Journalisten, die an ihrer Arbeit gehindert, offen beschimpft und bedroht werden. Seriöse Medien, die unbedarft als „Lügenpresse“ bezeichnet werden.
Falschmeldungen, Häme und Hetze, die ungeprüft und ungestraft auf Internetplattformen verbreitet werden.
Welche Rolle sollen Medien künftig spielen?
Tageszeitungen, deren Auflagen einbrechen, weil Halbwahrheiten kostenlos im Netz zu haben sind. Populisten, die für sich lautstark Meinungsfreiheit reklamieren und Andersdenkende niederbrüllen.

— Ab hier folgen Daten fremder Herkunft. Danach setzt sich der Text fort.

use super::{bitrate_selector, io_error, Dispatcher, Outcome};
use crate::error::Result;
use crate::sidecar::{
    self, CheckStatus, VerifyReport, CHECKSUM_EXTENSION, FINGERPRINT_EXTENSION, REPORT_EXTENSION,
};
use audio_primitives::Format;
use dir_catalog::{DirListing, DirectoryContext};
use std::collections::HashSet;
use std::fs;
use std::path::PathBuf;

/// Test every file with its format's own checker, then compare against the
/// checksum and fingerprint sidecars when they are present
pub(super) fn run(
    dispatcher: &Dispatcher,
    ctx: &mut DirectoryContext,
    listing: &DirListing,
) -> Result<Outcome> {
    let Some(format) = ctx.compression_format else {
        return Ok(Outcome::NotSelected);
    };
    if !dispatcher
        .config
        .matrix
        .is_set(format, bitrate_selector(ctx.bitrate))
    {
        return Ok(Outcome::NotSelected);
    }

    let files = listing.audio_files(format);
    if files.is_empty() {
        return Ok(Outcome::skipped(format!("no .{} files", format.file_extension())));
    }

    dispatcher.resolve(ctx, &files)?;

    let mut report = VerifyReport::new(format!(
        "{} - {} ({})",
        ctx.album.album_artist.as_deref().unwrap_or(album_metadata::UNKNOWN_ARTIST),
        ctx.album.album.as_deref().unwrap_or_default(),
        ctx.name
    ));

    for file in &files {
        dispatcher.run_tool(&dispatcher.config.tools.test(format, file))?;
        report.tested(file);
    }

    compare_checksums(ctx, &files, &mut report)?;
    if format == Format::Flac {
        compare_fingerprints(dispatcher, format, ctx, &mut report)?;
    }

    if report.failures() > 0 {
        tracing::warn!("{} failed verification: {} problems", ctx.path.display(), report.failures());
    } else {
        tracing::info!("{} verified, {} files", ctx.path.display(), files.len());
    }

    dispatcher.write_file(
        &sidecar::sidecar_path(&ctx.path, REPORT_EXTENSION),
        &report.render(),
    )?;
    Ok(Outcome::Done)
}

fn compare_checksums(
    ctx: &DirectoryContext,
    files: &[PathBuf],
    report: &mut VerifyReport,
) -> Result<()> {
    let manifest_path = sidecar::sidecar_path(&ctx.path, CHECKSUM_EXTENSION);
    if !manifest_path.exists() {
        return Ok(());
    }
    let text = fs::read_to_string(&manifest_path).map_err(io_error("read", &manifest_path))?;
    let entries = sidecar::parse_manifest(&text);

    let listed: HashSet<&str> = entries.iter().map(|e| e.file_name.as_str()).collect();
    for entry in &entries {
        let path = ctx.path.join(&entry.file_name);
        let status = if !path.exists() {
            CheckStatus::Missing
        } else if sidecar::sha256_file(&path)? == entry.digest {
            CheckStatus::Ok
        } else {
            CheckStatus::Mismatch
        };
        report.check(CHECKSUM_EXTENSION, entry.file_name.as_str(), status);
    }

    for file in files {
        let name = sidecar::file_name(file);
        if !listed.contains(name.as_str()) {
            report.check(CHECKSUM_EXTENSION, name, CheckStatus::Unlisted);
        }
    }
    Ok(())
}

fn compare_fingerprints(
    dispatcher: &Dispatcher,
    format: Format,
    ctx: &DirectoryContext,
    report: &mut VerifyReport,
) -> Result<()> {
    let path = sidecar::sidecar_path(&ctx.path, FINGERPRINT_EXTENSION);
    if !path.exists() {
        return Ok(());
    }
    let text = fs::read_to_string(&path).map_err(io_error("read", &path))?;

    for (name, expected) in sidecar::parse_fingerprints(&text) {
        let file = ctx.path.join(&name);
        let Some(command) = dispatcher.config.tools.fingerprint(format, &file) else {
            return Ok(());
        };
        let status = if !file.exists() {
            CheckStatus::Missing
        } else if dispatcher.run_tool(&command)?.trim().eq_ignore_ascii_case(&expected) {
            CheckStatus::Ok
        } else {
            CheckStatus::Mismatch
        };
        report.check(FINGERPRINT_EXTENSION, name, status);
    }
    Ok(())
}
mod bitrate;
mod format;
mod matrix;

pub use bitrate::Bitrate;
pub use format::Format;
pub use matrix::{BitrateSelector, FormatBitrateMatrix, FormatSelector};

use thiserror::Error;

#[derive(Error, Debug, PartialEq, Eq)]
pub enum ParseError {
    #[error("Unknown audio format: {0}")]
    UnknownFormat(String),

    #[error("Unknown bitrate: {0}")]
    UnknownBitrate(String),
}
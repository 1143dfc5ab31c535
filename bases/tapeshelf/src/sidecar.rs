// bases/tapeshelf/src/sidecar.rs
//! Checksum manifests, playlists, fingerprints and verify reports written
//! next to audio files.

use crate::error::{Result, ShelfError};
use dir_catalog::TrackList;
use sha2::{Digest, Sha256};
use std::fmt::{self, Write};
use std::fs::File;
use std::io::{BufReader, Read};
use std::path::{Path, PathBuf};

pub const CHECKSUM_EXTENSION: &str = "sha256";
pub const PLAYLIST_EXTENSION: &str = "m3u";
pub const FINGERPRINT_EXTENSION: &str = "ffp";
pub const REPORT_EXTENSION: &str = "verify.log";

/// `<dir>/<dir name>.<extension>`
pub fn sidecar_path(dir: &Path, extension: &str) -> PathBuf {
    let name = file_name(dir);
    dir.join(format!("{}.{}", name, extension))
}

pub fn file_name(path: &Path) -> String {
    path.file_name()
        .map(|n| n.to_string_lossy().into_owned())
        .unwrap_or_default()
}

/// SHA-256 of a file's contents as lowercase hex
pub fn sha256_file(path: &Path) -> Result<String> {
    let file = File::open(path).map_err(|e| ShelfError::io("open", path, e))?;
    let mut reader = BufReader::new(file);
    let mut hasher = Sha256::new();

    let mut buffer = [0u8; 8192];
    loop {
        let bytes_read = reader
            .read(&mut buffer)
            .map_err(|e| ShelfError::io("read", path, e))?;
        if bytes_read == 0 {
            break;
        }
        hasher.update(&buffer[..bytes_read]);
    }

    Ok(hex::encode(hasher.finalize()))
}

/// One line of a `sha256sum`-style manifest
#[derive(Debug, Clone, PartialEq, Eq)]
pub struct ManifestEntry {
    pub digest: String,
    pub file_name: String,
}

/// Manifest over `files`, readable by `sha256sum -c`
pub fn checksum_manifest(files: &[PathBuf]) -> Result<String> {
    let mut out = String::new();
    for file in files {
        let _ = writeln!(out, "{}  {}", sha256_file(file)?, file_name(file));
    }
    Ok(out)
}

/// Entries of a manifest; lines that are not `<hex> <name>` are ignored
pub fn parse_manifest(text: &str) -> Vec<ManifestEntry> {
    text.lines()
        .filter_map(|line| {
            let (digest, rest) = line.trim_end().split_once(' ')?;
            let name = rest.trim_start_matches([' ', '*']);
            let is_hex = !digest.is_empty() && digest.chars().all(|c| c.is_ascii_hexdigit());
            (is_hex && !name.is_empty()).then(|| ManifestEntry {
                digest: digest.to_ascii_lowercase(),
                file_name: name.to_string(),
            })
        })
        .collect()
}

/// Extended M3U over `files`, labelled from the index-aligned `tracks`
pub fn playlist(files: &[PathBuf], tracks: &TrackList) -> String {
    let mut out = String::from("#EXTM3U\n");
    for (i, file) in files.iter().enumerate() {
        let seconds = tracks
            .durations_ms
            .get(i)
            .and_then(|ms| ms.trim().parse::<u64>().ok())
            .map_or(-1, |ms| (ms / 1000) as i64);
        let artist = tracks.artists.get(i).map(String::as_str).unwrap_or_default();
        let title = tracks.titles.get(i).map(String::as_str).unwrap_or_default();
        let _ = writeln!(out, "#EXTINF:{},{} - {}", seconds, artist, title);
        let _ = writeln!(out, "{}", file_name(file));
    }
    out
}

/// `name:md5` lines as printed by `metaflac --show-md5sum`
pub fn fingerprints(entries: &[(String, String)]) -> String {
    entries
        .iter()
        .map(|(name, md5)| format!("{}:{}\n", name, md5))
        .collect()
}

/// Fingerprint lines back into (name, md5)
pub fn parse_fingerprints(text: &str) -> Vec<(String, String)> {
    text.lines()
        .filter_map(|line| {
            let (name, md5) = line.trim().rsplit_once(':')?;
            Some((name.to_string(), md5.trim().to_ascii_lowercase()))
        })
        .collect()
}

#[derive(Debug, Clone, Copy, PartialEq, Eq)]
pub enum CheckStatus {
    Ok,
    Mismatch,
    /// Listed in a manifest but not on disk
    Missing,
    /// On disk but not listed
    Unlisted,
}

impl fmt::Display for CheckStatus {
    fn fmt(&self, f: &mut fmt::Formatter<'_>) -> fmt::Result {
        let label = match self {
            CheckStatus::Ok => "OK",
            CheckStatus::Mismatch => "MISMATCH",
            CheckStatus::Missing => "MISSING",
            CheckStatus::Unlisted => "UNLISTED",
        };
        f.write_str(label)
    }
}

/// Outcome of verifying one compressed directory
#[derive(Debug, Clone, Default)]
pub struct VerifyReport {
    pub title: String,
    pub tested: Vec<String>,
    pub checks: Vec<(String, String, CheckStatus)>,
}

impl VerifyReport {
    pub fn new(title: impl Into<String>) -> Self {
        Self {
            title: title.into(),
            ..Self::default()
        }
    }

    pub fn tested(&mut self, file: &Path) {
        self.tested.push(file_name(file));
    }

    pub fn check(&mut self, kind: &str, file_name: impl Into<String>, status: CheckStatus) {
        self.checks.push((kind.to_string(), file_name.into(), status));
    }

    pub fn failures(&self) -> usize {
        self.checks
            .iter()
            .filter(|(_, _, status)| *status != CheckStatus::Ok)
            .count()
    }

    pub fn render(&self) -> String {
        let mut out = String::new();
        let _ = writeln!(out, "{}", self.title);
        let _ = writeln!(out, "{} files passed the integrity test", self.tested.len());
        for name in &self.tested {
            let _ = writeln!(out, "TESTED {}", name);
        }
        for (kind, name, status) in &self.checks {
            let _ = writeln!(out, "{} {} {}", kind, status, name);
        }
        let _ = writeln!(out, "{} problems", self.failures());
        out
    }
}
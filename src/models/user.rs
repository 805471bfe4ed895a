//! User (library member) model and related types

use chrono::NaiveDate;
use serde::{Deserialize, Serialize};
use sqlx::FromRow;
use utoipa::{IntoParams, ToSchema};
use validator::Validate;

use crate::error::{AppError, AppResult};

use super::book::Book;

/// Membership subtypes, a closed set discriminated by `type`
#[derive(Debug, Clone, PartialEq, Serialize, Deserialize, ToSchema)]
#[serde(tag = "type", rename_all = "lowercase")]
pub enum UserKind {
    Student {
        /// School year the student is enrolled in
        year: String,
    },
    Professor {
        /// Subject the professor teaches
        subject: String,
    },
}

/// Full user model (API shape). The owned-books collection is mutated only
/// through [`User::add_book`] / [`User::remove_book`]; reads get a slice view.
#[derive(Debug, Clone, PartialEq, Serialize, Deserialize, Validate, ToSchema)]
pub struct User {
    #[serde(default)]
    pub id: i32,
    #[validate(length(min = 1, message = "user username can't be empty"))]
    pub username: String,
    #[validate(length(min = 1, message = "user name can't be empty"))]
    pub name: String,
    /// Stored hashed (argon2); plaintext only transits inbound payloads
    #[serde(skip_serializing)]
    #[validate(length(min = 1, message = "user password can't be empty"))]
    pub password: String,
    pub birthdate: NaiveDate,
    #[serde(flatten, skip_serializing_if = "Option::is_none")]
    pub kind: Option<UserKind>,
    #[serde(default)]
    books: Vec<Book>,
}

impl User {
    /// Owned books, in insertion order
    pub fn books(&self) -> &[Book] {
        &self.books
    }

    /// Returns the record with a replaced id (the store assigns real ones)
    pub fn with_id(self, id: i32) -> Self {
        Self { id, ..self }
    }

    /// Returns the record with a replaced (hashed) password
    pub fn with_password(self, password: String) -> Self {
        Self { password, ..self }
    }

    /// Adds a book to the user's collection. Ownership is keyed by book id;
    /// owning the same book twice is a conflict.
    pub fn add_book(&mut self, book: Book) -> AppResult<()> {
        if self.books.iter().any(|b| b.id == book.id) {
            return Err(AppError::BookAlreadyOwned {
                user_id: self.id,
                book_id: book.id,
            });
        }
        self.books.push(book);
        Ok(())
    }

    /// Removes a book from the collection. Removing a book the user does not
    /// own is a no-op, which keeps remove safe to retry.
    pub fn remove_book(&mut self, book_id: i32) {
        self.books.retain(|b| b.id != book_id);
    }

    /// Checks field invariants plus the no-duplicate-ownership rule
    /// (a client-supplied record may carry an arbitrary books list).
    pub fn ensure_valid(&self) -> AppResult<()> {
        validator::Validate::validate(self).map_err(AppError::from)?;

        let mut seen = std::collections::HashSet::new();
        for book in &self.books {
            if !seen.insert(book.id) {
                return Err(AppError::Validation {
                    field: "books".to_string(),
                    reason: format!("book {} appears more than once", book.id),
                });
            }
        }
        Ok(())
    }
}

/// Internal row structure for database queries; subtype columns are nullable
/// and folded into [`UserKind`] by the discriminator.
#[derive(Debug, Clone, FromRow)]
pub struct UserRow {
    pub id: i32,
    pub username: String,
    pub name: String,
    pub password: String,
    pub birthdate: NaiveDate,
    pub user_type: Option<String>,
    pub student_year: Option<String>,
    pub subject: Option<String>,
}

impl UserRow {
    /// Builds the API model from a row and its separately-loaded books
    pub fn into_user(self, books: Vec<Book>) -> User {
        let kind = match self.user_type.as_deref() {
            Some("student") => Some(UserKind::Student {
                year: self.student_year.unwrap_or_default(),
            }),
            Some("professor") => Some(UserKind::Professor {
                subject: self.subject.unwrap_or_default(),
            }),
            _ => None,
        };

        User {
            id: self.id,
            username: self.username,
            name: self.name,
            password: self.password,
            birthdate: self.birthdate,
            kind,
            books,
        }
    }
}

/// Columns a [`UserKind`] persists to
pub fn kind_columns(kind: &Option<UserKind>) -> (Option<&'static str>, Option<&str>, Option<&str>) {
    match kind {
        Some(UserKind::Student { year }) => (Some("student"), Some(year.as_str()), None),
        Some(UserKind::Professor { subject }) => (Some("professor"), None, Some(subject.as_str())),
        None => (None, None, None),
    }
}

/// User search query parameters. `name` matches case-insensitively as a
/// substring; `begin`/`end` bound the birthdate independently.
#[derive(Debug, Default, Deserialize, IntoParams, ToSchema)]
pub struct UserQuery {
    pub name: Option<String>,
    /// Lower birthdate bound (inclusive, ISO date)
    pub begin: Option<String>,
    /// Upper birthdate bound (inclusive, ISO date)
    pub end: Option<String>,
    /// Zero-based page index
    pub from: Option<i64>,
    /// Page size
    pub size: Option<i64>,
    /// Sort key (whitelisted; defaults to id)
    pub sort: Option<String>,
}
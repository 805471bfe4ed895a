//! Business logic services

pub mod books;
pub mod open_library;
pub mod users;

use std::sync::Arc;

use crate::{config::OpenLibraryConfig, error::AppResult, repository::Repository};

/// Container for all services
#[derive(Clone)]
pub struct Services {
    pub books: books::BooksService,
    pub users: users::UsersService,
}

impl Services {
    /// Create all services with the given repository
    pub fn new(repository: Repository, openlibrary: OpenLibraryConfig) -> AppResult<Self> {
        let metadata = Arc::new(open_library::OpenLibraryService::new(&openlibrary)?);

        Ok(Self {
            books: books::BooksService::new(repository.books.clone(), metadata),
            users: users::UsersService::new(repository.users, repository.books),
        })
    }
}
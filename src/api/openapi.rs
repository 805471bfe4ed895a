//! OpenAPI documentation

use axum::Router;
use utoipa::OpenApi;
use utoipa_swagger_ui::SwaggerUi;

use crate::api::{books, health, users};

#[derive(OpenApi)]
#[openapi(
    info(
        title = "Lectoria API",
        version = "1.0.0",
        description = "Library Membership System REST API",
        license(name = "AGPL-3.0", url = "https://www.gnu.org/licenses/agpl-3.0.html"),
        contact(name = "Lectoria Team", email = "contact@lectoria.dev")
    ),
    servers(
        (url = "/api", description = "API root")
    ),
    paths(
        // Health
        health::health_check,
        health::readiness_check,
        // Books
        books::list_books,
        books::search_books,
        books::get_book,
        books::get_book_by_isbn,
        books::get_book_by_author,
        books::create_book,
        books::update_book,
        books::delete_book,
        // Users
        users::list_users,
        users::search_users,
        users::get_user,
        users::get_user_by_username,
        users::create_user,
        users::update_user,
        users::delete_user,
        users::modify_book_list,
    ),
    components(
        schemas(
            // Books
            crate::models::Book,
            crate::models::RemoteBook,
            // Users
            crate::models::User,
            crate::models::UserKind,
            users::ModifyBookListParams,
            // Health
            health::HealthResponse,
            // Errors
            crate::error::ErrorResponse,
        )
    ),
    tags(
        (name = "health", description = "Health check endpoints"),
        (name = "books", description = "Book catalog management"),
        (name = "users", description = "Library member management")
    )
)]
pub struct ApiDoc;

/// Create the OpenAPI documentation router
pub fn create_openapi_router() -> Router {
    Router::new()
        .merge(SwaggerUi::new("/swagger-ui").url("/api-docs/openapi.json", ApiDoc::openapi()))
}
//! Lectoria Server - Library Membership System
//!
//! A Rust REST API server for library membership management.

use axum::{
    routing::{delete, get, post, put},
    Router,
};
use sqlx::postgres::PgPoolOptions;
use std::net::SocketAddr;
use std::sync::Arc;
use tower_http::{
    cors::{Any, CorsLayer},
    trace::TraceLayer,
};
use tracing_subscriber::{layer::SubscriberExt, util::SubscriberInitExt};

use lectoria_server::{
    api,
    config::AppConfig,
    repository::Repository,
    services::Services,
    AppState,
};

#[tokio::main]
async fn main() -> anyhow::Result<()> {
    // Load environment variables from .env file
    dotenvy::dotenv().ok();

    // Load configuration
    let config = AppConfig::load().expect("Failed to load configuration");

    // Initialize tracing
    let filter = tracing_subscriber::EnvFilter::try_from_default_env()
        .unwrap_or_else(|_| format!("lectoria_server={},tower_http=debug", config.logging.level).into());

    tracing_subscriber::registry()
        .with(filter)
        .with(tracing_subscriber::fmt::layer())
        .init();

    tracing::info!("Starting Lectoria Server v{}", env!("CARGO_PKG_VERSION"));

    // Create database connection pool
    let pool = PgPoolOptions::new()
        .max_connections(config.database.max_connections)
        .min_connections(config.database.min_connections)
        .connect(&config.database.url)
        .await
        .expect("Failed to connect to database");

    tracing::info!("Connected to database");

    // Run migrations
    sqlx::migrate!("./migrations")
        .run(&pool)
        .await
        .expect("Failed to run database migrations");

    tracing::info!("Database migrations completed");

    // Save server address before moving config
    let server_host = config.server.host.clone();
    let server_port = config.server.port;

    // Create repository and services
    let repository = Repository::new(pool);
    let services =
        Services::new(repository, config.openlibrary.clone()).expect("Failed to create services");

    // Create application state
    let state = AppState {
        config: Arc::new(config),
        services: Arc::new(services),
    };

    // Build router
    let app = create_router(state);

    // Start server
    let addr = SocketAddr::new(
        server_host.parse().expect("Invalid host address"),
        server_port,
    );

    tracing::info!("Server listening on http://{}", addr);

    let listener = tokio::net::TcpListener::bind(addr).await?;
    axum::serve(listener, app).await?;

    Ok(())
}

/// Create the application router with all routes
fn create_router(state: AppState) -> Router {
    // CORS configuration
    let cors = CorsLayer::new()
        .allow_origin(Any)
        .allow_methods(Any)
        .allow_headers(Any);

    // API routes
    let api = Router::new()
        // Health check
        .route("/health", get(api::health::health_check))
        .route("/ready", get(api::health::readiness_check))
        // Books (catalog)
        .route("/books", get(api::books::list_books))
        .route("/books", post(api::books::create_book))
        .route("/books/search", get(api::books::search_books))
        .route("/books/isbn/:isbn", get(api::books::get_book_by_isbn))
        .route("/books/author/:author", get(api::books::get_book_by_author))
        .route("/books/:id", get(api::books::get_book))
        .route("/books/:id", put(api::books::update_book))
        .route("/books/:id", delete(api::books::delete_book))
        // Users (members)
        .route("/users", get(api::users::list_users))
        .route("/users", post(api::users::create_user))
        .route("/users/search", get(api::users::search_users))
        .route("/users/username/:username", get(api::users::get_user_by_username))
        .route("/users/:id", get(api::users::get_user))
        .route("/users/:id", put(api::users::update_user))
        .route("/users/:id", delete(api::users::delete_user))
        // Ownership mutation
        .route("/users/:user_id/books/:book_id", put(api::users::modify_book_list))
        .with_state(state.clone());

    // OpenAPI documentation
    let openapi = api::openapi::create_openapi_router();

    Router::new()
        .nest("/api", api)
        .merge(openapi)
        .layer(TraceLayer::new_for_http())
        .layer(cors)
}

Ein US-Präsident, der die Lüge zur Wahrheit erklärt und die Wahrheit zu Fake News – wie sehr bedroht all das unsere Demokratie? Wie müssen Medien damit umgehen, welche Rolle sollen sie künftig spielen?
Haltungskampagne für guten Journalismus
Erstmals hat nun auch die Politik im Südwesten diese Fragen aufgegriffen und am Donnerstag nach Stuttgart eingeladen zum ersten medienpolitischen Kongress der Landesregierung.
Rund 350 Führungsköpfe aus Medien, Wissenschaft und Politik sind der Einladung des Staatsministeriums gefolgt, darunter auch die meisten Chefredakteure der baden-württembergischen Tageszeitungen, die eine gemeinsame Haltungskampagne für guten Journalismus gestartet haben.
„Ich habe mich über diese tolle Aktion unheimlich gefreut“, lobt Ministerpräsident Winfried Kretschmann (Grüne) zum Auftakt des Kongresses.
Kretschmann: „Es geht um die Verteidigung der Demokratie“
Kretschmann warnt vor den Folgen der tiefgreifenden Umbrüche, denen die Medienlandschaft derzeit ausgesetzt ist. „Es geht heute um die Verteidigung der Demokratie gegen die neuen Feinde der öffentlichen Ordnung“, so Kretschmann.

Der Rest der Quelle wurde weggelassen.